Um es gleich vorweg zu sagen,
mein Tobby ist verfressen! Nichts
ist vor seiner Neugierde auf
Essbares sicher! Er macht nicht
einmal vor Krautsalat oder Senf
halt! Als ich meinen Teller mit zwei
Würstchen und Senf an ihm vorbei
trage, langt er mit einer ganz langen Pfote in den Senf. Ganz schnell
gelingt es mir, mit einer Serviette das Gröbste abzuwischen, ehe er meine
Möbel mit einen Pfötchen-Design verziert. Den Rest hat er dann
genüsslich abgeschleckt. Eine Blaubeere lässt sich herrlich durch die
Gegend rollen, als sie Matsch ist, nicht mehr! Nur Kaffee ist igitt und
Bananenschalen sind igitt! Dagegen Pellkartoffelschalen kann man
durchaus genießen. Ganz zu schweigen von dicken blau-grünen Fliegen!
Eine große Spinne rennt um ihr Leben – vergebens! Nun, die
Geschmäcker sind halt verschieden. Ob seine Katzenmama ihm wohl
beigebracht hat, dass die Zweibeiner viel Gutes futtern?

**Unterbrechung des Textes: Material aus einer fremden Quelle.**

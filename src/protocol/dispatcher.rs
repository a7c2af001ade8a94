//! # Event Dispatcher
//!
//! Routes unsolicited event messages to subscribed handlers. A subscription
//! pairs an [`EventFilter`] with an async handler; for each event the first
//! subscription whose filter matches, in registration order, runs. Handler
//! failures are logged and contained so one bad handler cannot stall the
//! read pipeline.

use crate::core::message::Message;
use crate::error::{constants, AmiError, Result};
use futures::future::BoxFuture;
use std::future::Future;
use std::sync::{Arc, RwLock};
use tracing::warn;

type EventHandler = dyn Fn(Message) -> BoxFuture<'static, Result<()>> + Send + Sync;

/// Conjunction of field requirements against an event message.
///
/// Every `(key, value)` pair must be present on the message, with both key
/// and value compared case-insensitively. An empty filter matches every
/// event, giving a catch-all subscription.
#[derive(Debug, Clone, Default)]
pub struct EventFilter {
    fields: Vec<(String, String)>,
}

impl EventFilter {
    pub fn new() -> Self {
        Self::default()
    }

    /// Require `key` to carry `value`.
    pub fn field(mut self, key: &str, value: &str) -> Self {
        self.fields.push((key.to_string(), value.to_string()));
        self
    }

    pub fn from_pairs<I, K, V>(pairs: I) -> Self
    where
        I: IntoIterator<Item = (K, V)>,
        K: Into<String>,
        V: Into<String>,
    {
        Self {
            fields: pairs
                .into_iter()
                .map(|(k, v)| (k.into(), v.into()))
                .collect(),
        }
    }

    /// True iff every required pair is present on `message`.
    pub fn matches(&self, message: &Message) -> bool {
        self.fields.iter().all(|(key, value)| {
            message
                .get(key)
                .is_some_and(|found| found.eq_ignore_ascii_case(value))
        })
    }
}

struct Subscription {
    filter: EventFilter,
    handler: Arc<EventHandler>,
}

/// First-match event router.
pub struct EventDispatcher {
    subscriptions: RwLock<Vec<Subscription>>,
}

impl Default for EventDispatcher {
    fn default() -> Self {
        Self::new()
    }
}

impl EventDispatcher {
    pub fn new() -> Self {
        Self {
            subscriptions: RwLock::new(Vec::new()),
        }
    }

    /// Append a subscription. Later subscriptions only see events no earlier
    /// filter claimed.
    pub fn subscribe<F, Fut>(&self, filter: EventFilter, handler: F) -> Result<()>
    where
        F: Fn(Message) -> Fut + Send + Sync + 'static,
        Fut: Future<Output = Result<()>> + Send + 'static,
    {
        let handler: Arc<EventHandler> = Arc::new(move |message| Box::pin(handler(message)));
        let mut subscriptions = self
            .subscriptions
            .write()
            .map_err(|_| AmiError::Custom(constants::ERR_DISPATCHER_WRITE_LOCK.to_string()))?;
        subscriptions.push(Subscription { filter, handler });
        Ok(())
    }

    /// Drop every subscription.
    pub fn clear(&self) -> Result<()> {
        let mut subscriptions = self
            .subscriptions
            .write()
            .map_err(|_| AmiError::Custom(constants::ERR_DISPATCHER_WRITE_LOCK.to_string()))?;
        subscriptions.clear();
        Ok(())
    }

    pub fn subscription_count(&self) -> usize {
        self.subscriptions.read().map_or(0, |subs| subs.len())
    }

    /// Run the first matching handler for `message`, if any.
    ///
    /// The handler executes outside the subscription lock, so handlers may
    /// themselves subscribe. A handler error is logged, not propagated.
    pub async fn dispatch(&self, message: &Message) -> Result<()> {
        let matched = {
            let subscriptions = self
                .subscriptions
                .read()
                .map_err(|_| AmiError::Custom(constants::ERR_DISPATCHER_READ_LOCK.to_string()))?;
            subscriptions
                .iter()
                .find(|sub| sub.filter.matches(message))
                .map(|sub| Arc::clone(&sub.handler))
        };

        if let Some(handler) = matched {
            if let Err(e) = handler(message.clone()).await {
                warn!(error = %e, event = ?message.get("Event"), "event handler failed");
            }
        }
        Ok(())
    }
}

Es ist ja schließlich nicht so, dass mein armes Vierbeinerchen Hunger
leiden muss! Schon bevor er in mein Haus einzog, deckte ich mich mit
allen Leckerbissen für ein Katzenbaby ein, Nass- und Trockenfutter
standen ihm zur Verfügung. In null-komma-nix ist alles verputzt! Auch die
Mengenangabe habe ich ein wenig nach oben korrigiert, weil er ja sehr
lebhaft ist und viele Kalorien verbraucht. Wöchentlich einmal steige ich mit
und ohne Tobby auf die Waage. Die Waage steht vor einem großen
Spiegel, findet er ganz interessant, die Katze da auf meinem Arm zu
sehen. Und die wird auch gestreichelt!
Seinen Durst stillt er am Liebsten am Kran. Wenn er dabei eine nasse
Nase bekommt, so macht das gar nichts.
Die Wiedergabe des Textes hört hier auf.